Actif depuis presque vingt ans sur la scène musicale hexagonale, Jean du Voyage n’a eu de cesse d’explorer, à travers différents projets le menant aujourd’hui à sa vision personnelle du son et d’influences diverses et variées, un nombre impressionnant d’univers et d’atmosphères où la douceur des pays visités s’entrelace à la précision de samples et de beats toujours amenés de façon à valoriser les mélodies qu’il construit et développe. Magicien des harmonies et des platines, il était grand temps de revenir avec lui sur son parcours, ses activités actuelles et sur l’importance qu’a pris son alter ego musical dans sa vie quotidienne et artistique. Rencontre.

crédit : Mathieu Vouzelaud
  • Bonjour Jean et merci de bien vouloir répondre à nos questions ! Tout d’abord, peux-tu nous présenter Jean du Voyage : ses origines, son évolution et ses ambitions ?

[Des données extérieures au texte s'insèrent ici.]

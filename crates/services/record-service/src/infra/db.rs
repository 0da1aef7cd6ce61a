//! Relational database connection.

use std::time::Duration;

use sea_orm::{ConnectOptions, Database as SeaDatabase, DatabaseConnection};

use common::{AppError, AppResult, RelationalConfig};

/// Database wrapper for connection management
#[derive(Clone)]
pub struct Database {
    connection: DatabaseConnection,
}

impl Database {
    /// Validate the configuration and open the connection pool.
    pub async fn connect(config: &RelationalConfig) -> AppResult<Self> {
        let url = config.connection_url()?;

        let mut options = ConnectOptions::new(url);
        options
            .max_connections(config.max_connections)
            .min_connections(config.min_connections)
            .connect_timeout(Duration::from_secs(config.connect_timeout_secs))
            .acquire_timeout(Duration::from_secs(config.connect_timeout_secs))
            .sqlx_logging(false);

        let connection = SeaDatabase::connect(options)
            .await
            .map_err(|e| AppError::unavailable(format!("relational connect to {}: {}", config.host, e)))?;
        tracing::info!(host = %config.host, db = %config.db_name, "Relational store connected");

        Ok(Self { connection })
    }

    /// Get a clone of the database connection.
    pub fn get_connection(&self) -> DatabaseConnection {
        self.connection.clone()
    }
}
//! Route configuration.

use axum::{
    routing::{get, post},
    Router,
};

use super::handlers::{delete_record, get_record, health_check, list_records, save_record};
use super::state::AppState;

/// Create the main router with all routes.
pub fn create_router(state: AppState) -> Router {
    Router::new()
        .route("/health", get(health_check))
        .route("/records", get(list_records))
        .route("/records/save", post(save_record))
        .route("/records/delete", post(delete_record))
        .route("/records/:backend/:id", get(get_record))
        .with_state(state)
}
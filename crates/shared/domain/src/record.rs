//! Record entity and backend tag.

use serde::{Deserialize, Serialize};

use crate::constants::{BACKEND_TAG_KEY_VALUE, BACKEND_TAG_RELATIONAL};
use crate::error::DomainError;

/// Physical store that owns a record.
#[derive(Debug, Clone, Copy, PartialEq, Eq, Hash, PartialOrd, Ord, Serialize, Deserialize)]
#[serde(rename_all = "snake_case")]
pub enum Backend {
    Relational,
    KeyValue,
}

impl Backend {
    /// Every backend, in federated listing order.
    pub const ALL: [Backend; 2] = [Backend::Relational, Backend::KeyValue];

    /// Numeric wire tag of this backend
    pub fn tag(self) -> i32 {
        match self {
            Backend::Relational => BACKEND_TAG_RELATIONAL,
            Backend::KeyValue => BACKEND_TAG_KEY_VALUE,
        }
    }

    /// Stable lowercase name used in logs and error messages
    pub fn as_str(self) -> &'static str {
        match self {
            Backend::Relational => "relational",
            Backend::KeyValue => "key_value",
        }
    }
}

impl TryFrom<i32> for Backend {
    type Error = DomainError;

    fn try_from(tag: i32) -> Result<Self, Self::Error> {
        match tag {
            BACKEND_TAG_RELATIONAL => Ok(Backend::Relational),
            BACKEND_TAG_KEY_VALUE => Ok(Backend::KeyValue),
            other => Err(DomainError::InvalidBackend(other)),
        }
    }
}

impl From<Backend> for i32 {
    fn from(backend: Backend) -> Self {
        backend.tag()
    }
}

impl std::fmt::Display for Backend {
    fn fmt(&self, f: &mut std::fmt::Formatter<'_>) -> std::fmt::Result {
        f.write_str(self.as_str())
    }
}

/// Record domain entity
#[derive(Debug, Clone, PartialEq, Eq, Serialize, Deserialize)]
pub struct Record {
    pub id: String,
    pub name: String,
    pub email: String,
    pub phone: String,
    /// Store that owns this record; fixed at creation
    pub backend: Backend,
}

impl Record {
    /// Build a record from caller-supplied fields.
    pub fn new(id: String, input: RecordInput, backend: Backend) -> Self {
        Self {
            id,
            name: input.name,
            email: input.email,
            phone: input.phone,
            backend,
        }
    }

    /// Replace every mutable field. `id` and `backend` are left untouched.
    pub fn apply(&mut self, input: RecordInput) {
        self.name = input.name;
        self.email = input.email;
        self.phone = input.phone;
    }

    /// Mutable fields of this record
    pub fn input(&self) -> RecordInput {
        RecordInput {
            name: self.name.clone(),
            email: self.email.clone(),
            phone: self.phone.clone(),
        }
    }
}

/// Mutable record fields supplied on create and update.
#[derive(Debug, Clone, Default, PartialEq, Eq, Serialize, Deserialize)]
pub struct RecordInput {
    pub name: String,
    pub email: String,
    pub phone: String,
}

impl RecordInput {
    pub fn new(name: impl Into<String>, email: impl Into<String>, phone: impl Into<String>) -> Self {
        Self {
            name: name.into(),
            email: email.into(),
            phone: phone.into(),
        }
    }
}
//! Federated record store - one logical collection over every backend.
//!
//! The store is a stateless router: single-record operations go to the
//! adapter named by the caller's backend selector, and listings read every
//! adapter and merge the results into one id-ordered sequence.

use std::collections::HashMap;
use std::str::FromStr;
use std::sync::Arc;

use async_trait::async_trait;
use tracing::{debug, warn};

use common::{AppError, AppResult, CallContext, Operation, StoreResultExt};
use domain::{new_record_id, Backend, Record, RecordInput};

use crate::repository::RecordRepository;

/// How `list_all` issues its backend scans.
#[derive(Debug, Clone, Copy, Default, PartialEq, Eq)]
pub enum ListStrategy {
    /// One backend after the other, in listing order
    #[default]
    Sequential,
    /// All backends at once, joined before the merge
    Concurrent,
}

impl FromStr for ListStrategy {
    type Err = AppError;

    fn from_str(s: &str) -> Result<Self, Self::Err> {
        match s.trim().to_ascii_lowercase().as_str() {
            "sequential" => Ok(ListStrategy::Sequential),
            "concurrent" => Ok(ListStrategy::Concurrent),
            other => Err(AppError::configuration(format!(
                "unknown list strategy '{}', expected 'sequential' or 'concurrent'",
                other
            ))),
        }
    }
}

/// Record service trait for dependency injection.
///
/// Selectors are raw backend tags as received from the caller; every
/// operation validates them before touching any store.
#[async_trait]
pub trait RecordService: Send + Sync {
    /// Assign a fresh id and persist a new record in the selected backend
    async fn create(&self, ctx: &CallContext, input: RecordInput, selector: i32)
        -> AppResult<Record>;

    /// Replace name, email and phone of a record in the selected backend
    async fn update(
        &self,
        ctx: &CallContext,
        id: &str,
        input: RecordInput,
        selector: i32,
    ) -> AppResult<Record>;

    /// Remove a record from the selected backend
    async fn delete(&self, ctx: &CallContext, id: &str, selector: i32) -> AppResult<()>;

    /// Fetch a record from the selected backend
    async fn get(&self, ctx: &CallContext, id: &str, selector: i32) -> AppResult<Record>;

    /// Every record of every backend, ordered by id
    async fn list_all(&self, ctx: &CallContext) -> AppResult<Vec<Record>>;

    /// Ping every backend
    async fn health(&self, ctx: &CallContext) -> Vec<(Backend, AppResult<()>)>;
}

/// Concrete implementation of RecordService over one adapter per backend.
pub struct FederatedRecordStore {
    adapters: HashMap<Backend, Arc<dyn RecordRepository>>,
    strategy: ListStrategy,
}
//! Repository layer: one adapter per physical store.

pub mod entities;
mod key_value;
mod record_repository;
mod relational;

pub use key_value::KeyValueRepository;
#[cfg(any(test, feature = "test-utils"))]
pub use record_repository::MockRecordRepository;
pub use record_repository::RecordRepository;
pub use relational::RelationalRepository;
//! Unified error handling for the record stores and the HTTP boundary.
//!
//! Provides a single error type that:
//! - classifies raw backend failures (SQL, key-value) into one taxonomy
//! - carries which backend/operation produced a failure
//! - converts to Axum HTTP responses

use axum::{
    http::StatusCode,
    response::{IntoResponse, Response},
    Json,
};
use domain::{Backend, DomainError};
use serde::Serialize;
use thiserror::Error;

/// Store operation that produced an error.
#[derive(Debug, Clone, Copy, PartialEq, Eq)]
pub enum Operation {
    Create,
    Read,
    Update,
    Delete,
    ListAll,
    Ping,
}

impl Operation {
    pub fn as_str(self) -> &'static str {
        match self {
            Operation::Create => "create",
            Operation::Read => "read",
            Operation::Update => "update",
            Operation::Delete => "delete",
            Operation::ListAll => "list_all",
            Operation::Ping => "ping",
        }
    }
}

impl std::fmt::Display for Operation {
    fn fmt(&self, f: &mut std::fmt::Formatter<'_>) -> std::fmt::Result {
        f.write_str(self.as_str())
    }
}

/// Application error types.
#[derive(Error, Debug)]
pub enum AppError {
    // Routing
    #[error("Invalid backend selector: {0}")]
    InvalidBackend(i32),

    // Resource errors
    #[error("Record not found: {0}")]
    NotFound(String),

    #[error("Record already exists: {0}")]
    WriteConflict(String),

    // Backend errors
    #[error("Backend unavailable: {0}")]
    BackendUnavailable(String),

    #[error("Configuration error: {0}")]
    Configuration(String),

    // Caller-initiated aborts
    #[error("Operation cancelled")]
    Cancelled,

    #[error("Deadline exceeded")]
    DeadlineExceeded,

    // Validation
    #[error("Invalid input: {0}")]
    BadRequest(String),

    // Internal
    #[error("Internal server error")]
    Internal(String),

    /// Error raised by one backend adapter, tagged for diagnosis
    #[error("{backend} {operation} failed: {source}")]
    Store {
        backend: Backend,
        operation: Operation,
        #[source]
        source: Box<AppError>,
    },
}

/// Error response body for HTTP
#[derive(Debug, Serialize)]
struct ErrorResponse {
    error: ErrorBody,
}

#[derive(Debug, Serialize)]
struct ErrorBody {
    code: String,
    message: String,
}

impl AppError {
    /// Underlying taxonomy error, with any backend/operation wrapping removed.
    pub fn root(&self) -> &AppError {
        let mut current = self;
        while let AppError::Store { source, .. } = current {
            current = source.as_ref();
        }
        current
    }

    /// Backend that produced this error, if it came from an adapter
    pub fn backend(&self) -> Option<Backend> {
        match self {
            AppError::Store { backend, .. } => Some(*backend),
            _ => None,
        }
    }

    /// Wrap this error with the backend and operation that produced it.
    pub fn in_store(self, backend: Backend, operation: Operation) -> Self {
        AppError::Store {
            backend,
            operation,
            source: Box::new(self),
        }
    }

    /// Get error code for client
    pub fn code(&self) -> &'static str {
        match self.root() {
            AppError::InvalidBackend(_) => "INVALID_BACKEND",
            AppError::NotFound(_) => "NOT_FOUND",
            AppError::WriteConflict(_) => "WRITE_CONFLICT",
            AppError::BackendUnavailable(_) => "BACKEND_UNAVAILABLE",
            AppError::Configuration(_) => "CONFIGURATION_ERROR",
            AppError::Cancelled => "CANCELLED",
            AppError::DeadlineExceeded => "DEADLINE_EXCEEDED",
            AppError::BadRequest(_) => "BAD_REQUEST",
            AppError::Internal(_) | AppError::Store { .. } => "INTERNAL_ERROR",
        }
    }

    /// Get HTTP status code
    pub fn status(&self) -> StatusCode {
        match self.root() {
            AppError::InvalidBackend(_) | AppError::BadRequest(_) => StatusCode::BAD_REQUEST,
            AppError::NotFound(_) => StatusCode::NOT_FOUND,
            AppError::WriteConflict(_) => StatusCode::CONFLICT,
            AppError::BackendUnavailable(_) => StatusCode::SERVICE_UNAVAILABLE,
            AppError::Cancelled => StatusCode::REQUEST_TIMEOUT,
            AppError::DeadlineExceeded => StatusCode::GATEWAY_TIMEOUT,
            _ => StatusCode::INTERNAL_SERVER_ERROR,
        }
    }

    /// Whether the caller is at fault (bad-request class)
    pub fn is_client_error(&self) -> bool {
        matches!(
            self.root(),
            AppError::InvalidBackend(_) | AppError::NotFound(_) | AppError::BadRequest(_)
        )
    }

    /// Get user-facing message (hides internal details)
    pub fn user_message(&self) -> String {
        match self.root() {
            // Show full message for client errors
            AppError::InvalidBackend(_) | AppError::NotFound(_) | AppError::BadRequest(_) => {
                self.root().to_string()
            }
            AppError::WriteConflict(_) => "Record already exists".to_string(),

            // Hide details for backend/internal errors
            AppError::BackendUnavailable(detail) => {
                tracing::error!(error = %self, "Backend unavailable: {}", detail);
                match self.backend() {
                    Some(backend) => format!("Backend {} is unavailable", backend),
                    None => "A backend is unavailable".to_string(),
                }
            }
            AppError::Configuration(msg) => {
                tracing::error!("Configuration error: {}", msg);
                "The service is misconfigured".to_string()
            }
            AppError::Internal(msg) => {
                tracing::error!(error = %self, "Internal error: {}", msg);
                "An internal error occurred".to_string()
            }

            // Use default message for others
            other => other.to_string(),
        }
    }
}

// =============================================================================
// HTTP Response (Axum)
// =============================================================================

impl IntoResponse for AppError {
    fn into_response(self) -> Response {
        let status = self.status();
        let body = ErrorResponse {
            error: ErrorBody {
                code: self.code().to_string(),
                message: self.user_message(),
            },
        };

        (status, Json(body)).into_response()
    }
}

// =============================================================================
// Domain Error Conversion
// =============================================================================

impl From<DomainError> for AppError {
    fn from(err: DomainError) -> Self {
        match err {
            DomainError::InvalidBackend(tag) => AppError::InvalidBackend(tag),
        }
    }
}

// =============================================================================
// Backend Error Classification
// =============================================================================

#[cfg(feature = "database")]
impl From<sea_orm::DbErr> for AppError {
    fn from(err: sea_orm::DbErr) -> Self {
        use sea_orm::{DbErr, SqlErr};

        let message = err.to_string();
        if let Some(SqlErr::UniqueConstraintViolation(detail)) = err.sql_err() {
            return AppError::WriteConflict(detail);
        }

        match err {
            DbErr::RecordNotFound(what) => AppError::NotFound(what),
            DbErr::RecordNotUpdated => AppError::NotFound("no row updated".to_string()),
            DbErr::ConnectionAcquire(_) | DbErr::Conn(_) => AppError::BackendUnavailable(message),
            // Statement failures (missing table, constraint other than
            // uniqueness) are not outages
            _ => AppError::Internal(message),
        }
    }
}

#[cfg(feature = "key-value")]
impl From<redis::RedisError> for AppError {
    fn from(err: redis::RedisError) -> Self {
        if err.is_io_error()
            || err.is_connection_refusal()
            || err.is_connection_dropped()
            || err.is_timeout()
            || err.is_cluster_error()
        {
            AppError::BackendUnavailable(err.to_string())
        } else {
            AppError::Internal(format!("Key-value error: {}", err))
        }
    }
}

/// Result type alias
pub type AppResult<T> = Result<T, AppError>;

/// Extension trait for attaching store context to results
pub trait StoreResultExt<T> {
    fn in_store(self, backend: Backend, operation: Operation) -> AppResult<T>;
}

impl<T> StoreResultExt<T> for AppResult<T> {
    fn in_store(self, backend: Backend, operation: Operation) -> AppResult<T> {
        self.map_err(|err| err.in_store(backend, operation))
    }
}

/// Convenience constructors
impl AppError {
    pub fn not_found(id: impl Into<String>) -> Self {
        AppError::NotFound(id.into())
    }

    pub fn write_conflict(id: impl Into<String>) -> Self {
        AppError::WriteConflict(id.into())
    }

    pub fn unavailable(detail: impl Into<String>) -> Self {
        AppError::BackendUnavailable(detail.into())
    }

    pub fn configuration(msg: impl Into<String>) -> Self {
        AppError::Configuration(msg.into())
    }

    pub fn bad_request(msg: impl Into<String>) -> Self {
        AppError::BadRequest(msg.into())
    }

    pub fn internal(msg: impl Into<String>) -> Self {
        AppError::Internal(msg.into())
    }
}
//! Backend adapter contract shared by every store.

use async_trait::async_trait;

use common::{AppResult, CallContext};
use domain::{Backend, Record};

#[cfg(any(test, feature = "test-utils"))]
use mockall::automock;

/// Record repository trait implemented once per physical store.
///
/// Every call runs under the caller's [`CallContext`] and checks out its own
/// connection for the duration of that call only.
///
/// Policies shared by all implementations:
/// - `update` never inserts; a missing id is `NotFound`
/// - `delete` of a missing id succeeds
/// - `list_all` on an empty store returns an empty vec
#[cfg_attr(any(test, feature = "test-utils"), automock)]
#[async_trait]
pub trait RecordRepository: Send + Sync {
    /// Store this adapter talks to
    fn backend(&self) -> Backend;

    /// Persist a new record (id already assigned)
    async fn create(&self, ctx: &CallContext, record: &Record) -> AppResult<()>;

    /// Fetch a record by id
    async fn read(&self, ctx: &CallContext, id: &str) -> AppResult<Record>;

    /// Replace name, email and phone of an existing record
    async fn update(&self, ctx: &CallContext, record: &Record) -> AppResult<()>;

    /// Remove a record
    async fn delete(&self, ctx: &CallContext, id: &str) -> AppResult<()>;

    /// Full scan of the store
    async fn list_all(&self, ctx: &CallContext) -> AppResult<Vec<Record>>;

    /// Round-trip to the store without touching records
    async fn ping(&self, ctx: &CallContext) -> AppResult<()>;
}
//! Record identifier generation.
//!
//! Ids are UUIDv7 rendered in lowercase hyphenated form: a 48-bit unix
//! millisecond prefix followed by a monotonic counter and random bits. Because
//! every id has the same length and the hex alphabet sorts the same way as the
//! underlying bytes, lexical order equals creation order at millisecond
//! resolution, and ids from the same process stay ordered within a millisecond.

use uuid::Uuid;

use crate::constants::RECORD_ID_LENGTH;

/// Generate a fresh record identifier.
///
/// # Panics
/// Panics if the operating system's random source is unavailable.
pub fn new_record_id() -> String {
    Uuid::now_v7().as_hyphenated().to_string()
}

/// Check whether `id` has the shape of a generated record identifier.
pub fn is_record_id(id: &str) -> bool {
    id.len() == RECORD_ID_LENGTH
        && matches!(Uuid::try_parse(id), Ok(uuid) if uuid.get_version_num() == 7)
        && !id.bytes().any(|b| b.is_ascii_uppercase())
}
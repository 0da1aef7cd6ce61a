//! Shared configuration structures.
//!
//! Each backend adapter is constructed once at startup from one of these
//! structs. `validate()` rejects missing or malformed fields with
//! [`AppError::Configuration`].

use serde::{Deserialize, Serialize};

use crate::error::{AppError, AppResult};

/// HTTP service configuration.
#[derive(Debug, Clone, Deserialize, Serialize)]
pub struct ServiceConfig {
    /// Host address to bind
    pub host: String,
    /// Port to listen on
    pub port: u16,
    /// Per-request deadline applied to every backend call, in milliseconds
    pub request_timeout_ms: u64,
}

impl Default for ServiceConfig {
    fn default() -> Self {
        Self {
            host: "0.0.0.0".to_string(),
            port: 5000,
            request_timeout_ms: 10_000,
        }
    }
}

/// Relational store connection parameters.
#[derive(Debug, Clone, Deserialize, Serialize)]
pub struct RelationalConfig {
    /// Server address, optionally with port (`db.internal:5432`)
    pub host: String,
    pub user: String,
    #[serde(skip_serializing)]
    pub password: String,
    pub db_name: String,
    pub max_connections: u32,
    pub min_connections: u32,
    pub connect_timeout_secs: u64,
}

impl Default for RelationalConfig {
    fn default() -> Self {
        Self {
            host: "localhost:5432".to_string(),
            user: "postgres".to_string(),
            password: String::new(),
            db_name: "records".to_string(),
            max_connections: 10,
            min_connections: 1,
            connect_timeout_secs: 5,
        }
    }
}

impl RelationalConfig {
    /// Check that every required field is present.
    pub fn validate(&self) -> AppResult<()> {
        if self.host.trim().is_empty() {
            return Err(AppError::configuration("relational host is required"));
        }
        if self.user.trim().is_empty() {
            return Err(AppError::configuration("relational user is required"));
        }
        if self.db_name.trim().is_empty() {
            return Err(AppError::configuration("relational database name is required"));
        }
        if self.host.contains(['/', '@', '?', '#']) {
            return Err(AppError::configuration(format!(
                "relational host '{}' must be a host or host:port",
                self.host
            )));
        }
        if self.max_connections == 0 || self.min_connections > self.max_connections {
            return Err(AppError::configuration(
                "relational pool bounds must satisfy 0 < min <= max",
            ));
        }
        Ok(())
    }

    /// Connection URL built from the individual fields.
    pub fn connection_url(&self) -> AppResult<String> {
        self.validate()?;

        let credentials = if self.password.is_empty() {
            encode_userinfo(&self.user)
        } else {
            format!(
                "{}:{}",
                encode_userinfo(&self.user),
                encode_userinfo(&self.password)
            )
        };

        Ok(format!(
            "postgres://{}@{}/{}",
            credentials,
            self.host,
            encode_userinfo(&self.db_name)
        ))
    }
}

/// Key-value store connection parameters.
#[derive(Debug, Clone, Deserialize, Serialize)]
pub struct KeyValueConfig {
    /// Server endpoint URL
    pub endpoint: String,
    /// Deployment region; namespaces every key
    pub region: String,
    /// Logical table holding the record documents
    pub table_name: String,
}

impl Default for KeyValueConfig {
    fn default() -> Self {
        Self {
            endpoint: "redis://127.0.0.1:6379".to_string(),
            region: "local".to_string(),
            table_name: "records".to_string(),
        }
    }
}

impl KeyValueConfig {
    /// Check that every required field is present and well-formed.
    pub fn validate(&self) -> AppResult<()> {
        if self.endpoint.trim().is_empty() {
            return Err(AppError::configuration("key-value endpoint is required"));
        }
        if self.region.is_empty() {
            return Err(AppError::configuration("key-value region is required"));
        }
        if !self
            .region
            .bytes()
            .all(|b| b.is_ascii_lowercase() || b.is_ascii_digit() || b == b'-')
        {
            return Err(AppError::configuration(format!(
                "key-value region '{}' may only contain a-z, 0-9 and '-'",
                self.region
            )));
        }
        let len = self.table_name.len();
        if !(3..=255).contains(&len)
            || !self
                .table_name
                .bytes()
                .all(|b| b.is_ascii_alphanumeric() || matches!(b, b'_' | b'-' | b'.'))
        {
            return Err(AppError::configuration(format!(
                "key-value table name '{}' must be 3-255 characters of [A-Za-z0-9_.-]",
                self.table_name
            )));
        }
        Ok(())
    }

    /// Prefix shared by every key of this table
    pub fn key_prefix(&self) -> String {
        format!("{}:{}:", self.region, self.table_name)
    }
}

/// Percent-encode a URL userinfo or path component.
fn encode_userinfo(raw: &str) -> String {
    let mut out = String::with_capacity(raw.len());
    for b in raw.bytes() {
        if b.is_ascii_alphanumeric() || matches!(b, b'-' | b'.' | b'_' | b'~') {
            out.push(b as char);
        } else {
            out.push_str(&format!("%{:02X}", b));
        }
    }
    out
}
//! Domain layer - Core record entity and identifiers.
//!
//! This crate contains pure domain logic with no infrastructure dependencies.
//! All types here are shared by both store adapters and the federated store.

pub mod constants;
pub mod error;
pub mod id;
pub mod record;

pub use constants::*;
pub use error::DomainError;
pub use id::{is_record_id, new_record_id};
pub use record::{Backend, Record, RecordInput};
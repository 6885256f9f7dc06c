//! Watson Conversation v1.
//!
//! Dialog turns are sent with [`Conversation::message`]; workspaces and their
//! intents, examples, counterexamples, entities and values are managed with
//! the remaining methods. Every call carries `version=<version_date>`.
//!
//! ```rust,no_run
//! use serde_json::json;
//! use watson_sdk::config::ServiceConfig;
//! use watson_sdk::core::conversation::{Conversation, MessageParams, VERSION_DATE_2017_05_26};
//!
//! # async fn run() -> watson_sdk::WatsonResult<()> {
//! let conversation = Conversation::new(
//!     ServiceConfig::default()
//!         .with_basic_auth("username", "password")
//!         .with_version_date(VERSION_DATE_2017_05_26),
//! )?;
//!
//! let response = conversation
//!     .message(&MessageParams {
//!         workspace_id: "9978a49e-ea89-4493-b33d-82298d3db20d".into(),
//!         input: Some(json!({"text": "Turn on the lights"})),
//!         ..Default::default()
//!     })
//!     .await?;
//! println!("{}", response["output"]["text"]);
//! # Ok(())
//! # }
//! ```

mod client;
pub mod params;


pub use client::Conversation;
pub use params::*;

pub const VERSION_DATE_2016_07_11: &str = "2016-07-11";
pub const VERSION_DATE_2016_09_20: &str = "2016-09-20";
pub const VERSION_DATE_2017_02_03: &str = "2017-02-03";
pub const VERSION_DATE_2017_04_21: &str = "2017-04-21";
pub const VERSION_DATE_2017_05_26: &str = "2017-05-26";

J’ai fait l’acquisition de mes premières platines en 1998, commencé la production quelques années après et, depuis, je n’ai cessé de faire des explorations sonores. A l’origine, c’est le scratch qui m’a permis de découvrir une autre façon de faire de la musique. Je n’ai pas appris le solfège mais j’aime créer et composer. Je fonctionne à l’oreille et à l’instinct, de manière autodidacte.

  • 2013 voit la sortie de ton premier disque, « One Seed EP », suivi un an plus tard de « The Closest EP ». Comment sont nés ces derniers ? Dans quelles conditions les as-tu composés ?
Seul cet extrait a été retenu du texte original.